EXTRACTED INFORMATION:

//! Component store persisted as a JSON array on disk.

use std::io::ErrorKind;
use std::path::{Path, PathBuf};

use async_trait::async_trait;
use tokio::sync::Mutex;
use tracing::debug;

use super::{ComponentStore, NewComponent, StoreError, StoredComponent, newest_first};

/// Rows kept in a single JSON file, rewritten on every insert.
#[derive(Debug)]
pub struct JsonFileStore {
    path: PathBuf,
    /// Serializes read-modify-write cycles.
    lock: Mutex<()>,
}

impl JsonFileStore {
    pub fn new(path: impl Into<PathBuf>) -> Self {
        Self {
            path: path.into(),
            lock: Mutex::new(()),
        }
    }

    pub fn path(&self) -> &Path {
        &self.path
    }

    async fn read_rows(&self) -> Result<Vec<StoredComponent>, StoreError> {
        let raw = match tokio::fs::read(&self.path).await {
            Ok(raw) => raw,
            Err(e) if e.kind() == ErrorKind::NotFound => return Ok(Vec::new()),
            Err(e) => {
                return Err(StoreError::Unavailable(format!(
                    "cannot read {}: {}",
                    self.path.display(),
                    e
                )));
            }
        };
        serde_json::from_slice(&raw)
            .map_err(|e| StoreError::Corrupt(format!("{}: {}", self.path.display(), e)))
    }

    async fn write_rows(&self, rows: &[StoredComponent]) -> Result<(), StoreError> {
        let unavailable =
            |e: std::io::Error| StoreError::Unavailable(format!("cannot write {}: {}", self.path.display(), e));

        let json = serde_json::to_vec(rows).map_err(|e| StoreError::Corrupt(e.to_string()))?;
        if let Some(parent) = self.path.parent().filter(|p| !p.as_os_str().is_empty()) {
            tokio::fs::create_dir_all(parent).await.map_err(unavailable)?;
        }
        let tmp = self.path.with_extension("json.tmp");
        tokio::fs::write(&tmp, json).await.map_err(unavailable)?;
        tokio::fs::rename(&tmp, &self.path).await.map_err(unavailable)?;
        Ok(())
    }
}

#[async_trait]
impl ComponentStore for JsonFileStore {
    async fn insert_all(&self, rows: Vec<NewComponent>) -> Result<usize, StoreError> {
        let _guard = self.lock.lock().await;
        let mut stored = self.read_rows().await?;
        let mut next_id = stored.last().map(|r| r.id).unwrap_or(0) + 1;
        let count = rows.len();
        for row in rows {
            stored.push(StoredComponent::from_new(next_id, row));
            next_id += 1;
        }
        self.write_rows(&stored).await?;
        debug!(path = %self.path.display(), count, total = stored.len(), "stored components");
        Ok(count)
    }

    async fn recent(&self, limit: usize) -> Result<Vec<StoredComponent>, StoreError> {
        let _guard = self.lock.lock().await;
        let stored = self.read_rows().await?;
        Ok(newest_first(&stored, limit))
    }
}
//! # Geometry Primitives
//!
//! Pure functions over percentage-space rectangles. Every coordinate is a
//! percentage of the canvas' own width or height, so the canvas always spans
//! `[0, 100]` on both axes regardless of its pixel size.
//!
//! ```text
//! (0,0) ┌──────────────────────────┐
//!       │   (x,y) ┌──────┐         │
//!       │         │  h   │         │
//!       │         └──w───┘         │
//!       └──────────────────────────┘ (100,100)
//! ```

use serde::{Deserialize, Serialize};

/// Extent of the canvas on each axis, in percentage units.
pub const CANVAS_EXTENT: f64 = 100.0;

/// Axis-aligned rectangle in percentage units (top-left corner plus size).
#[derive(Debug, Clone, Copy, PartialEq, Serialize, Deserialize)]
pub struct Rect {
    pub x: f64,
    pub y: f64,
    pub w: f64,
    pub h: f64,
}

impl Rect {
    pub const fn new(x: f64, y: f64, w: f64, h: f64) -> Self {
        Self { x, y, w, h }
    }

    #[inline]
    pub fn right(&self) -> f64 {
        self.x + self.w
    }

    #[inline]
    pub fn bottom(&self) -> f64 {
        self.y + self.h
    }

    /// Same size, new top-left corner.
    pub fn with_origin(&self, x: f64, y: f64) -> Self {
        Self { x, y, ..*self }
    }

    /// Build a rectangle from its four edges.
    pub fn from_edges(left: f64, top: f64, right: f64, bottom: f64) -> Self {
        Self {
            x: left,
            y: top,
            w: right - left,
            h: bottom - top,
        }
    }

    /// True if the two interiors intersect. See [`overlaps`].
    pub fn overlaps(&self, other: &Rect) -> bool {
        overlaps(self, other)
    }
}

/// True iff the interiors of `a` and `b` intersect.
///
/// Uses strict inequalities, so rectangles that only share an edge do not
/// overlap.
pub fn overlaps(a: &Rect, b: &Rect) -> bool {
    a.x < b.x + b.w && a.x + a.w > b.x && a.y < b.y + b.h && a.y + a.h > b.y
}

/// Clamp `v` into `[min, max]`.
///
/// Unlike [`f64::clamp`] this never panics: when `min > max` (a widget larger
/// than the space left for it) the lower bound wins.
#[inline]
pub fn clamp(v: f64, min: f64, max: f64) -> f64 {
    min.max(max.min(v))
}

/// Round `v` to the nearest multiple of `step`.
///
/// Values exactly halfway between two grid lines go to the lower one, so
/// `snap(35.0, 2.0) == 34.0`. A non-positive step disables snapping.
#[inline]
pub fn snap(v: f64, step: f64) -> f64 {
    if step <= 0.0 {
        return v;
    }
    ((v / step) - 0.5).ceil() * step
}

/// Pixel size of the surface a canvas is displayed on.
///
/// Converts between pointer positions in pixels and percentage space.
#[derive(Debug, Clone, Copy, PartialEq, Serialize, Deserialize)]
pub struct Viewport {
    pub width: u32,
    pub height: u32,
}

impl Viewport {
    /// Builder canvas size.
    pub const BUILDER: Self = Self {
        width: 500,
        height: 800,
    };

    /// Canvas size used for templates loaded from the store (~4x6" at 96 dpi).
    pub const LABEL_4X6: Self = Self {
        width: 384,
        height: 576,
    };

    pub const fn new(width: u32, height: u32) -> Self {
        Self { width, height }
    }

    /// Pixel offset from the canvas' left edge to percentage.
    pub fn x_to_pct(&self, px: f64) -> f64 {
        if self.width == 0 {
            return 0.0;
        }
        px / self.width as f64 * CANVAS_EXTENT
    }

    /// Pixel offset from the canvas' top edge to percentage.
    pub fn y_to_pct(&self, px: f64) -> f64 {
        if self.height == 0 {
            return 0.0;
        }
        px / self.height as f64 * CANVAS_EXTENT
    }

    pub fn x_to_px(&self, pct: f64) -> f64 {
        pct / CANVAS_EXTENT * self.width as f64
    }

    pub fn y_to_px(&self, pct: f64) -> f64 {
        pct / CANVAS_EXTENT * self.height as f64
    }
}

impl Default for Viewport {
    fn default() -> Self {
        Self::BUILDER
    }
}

WHAT YOU ARE ASKED TO DO: Whichever lines of the data include the word "width", pull them out.

SOLUTION FOR THIS EXERCISE:
//! percentage of the canvas' own width or height, so the canvas always spans
    pub width: u32,
        width: 500,
        width: 384,
    pub const fn new(width: u32, height: u32) -> Self {
        Self { width, height }
        if self.width == 0 {
        px / self.width as f64 * CANVAS_EXTENT
        pct / CANVAS_EXTENT * self.width as f64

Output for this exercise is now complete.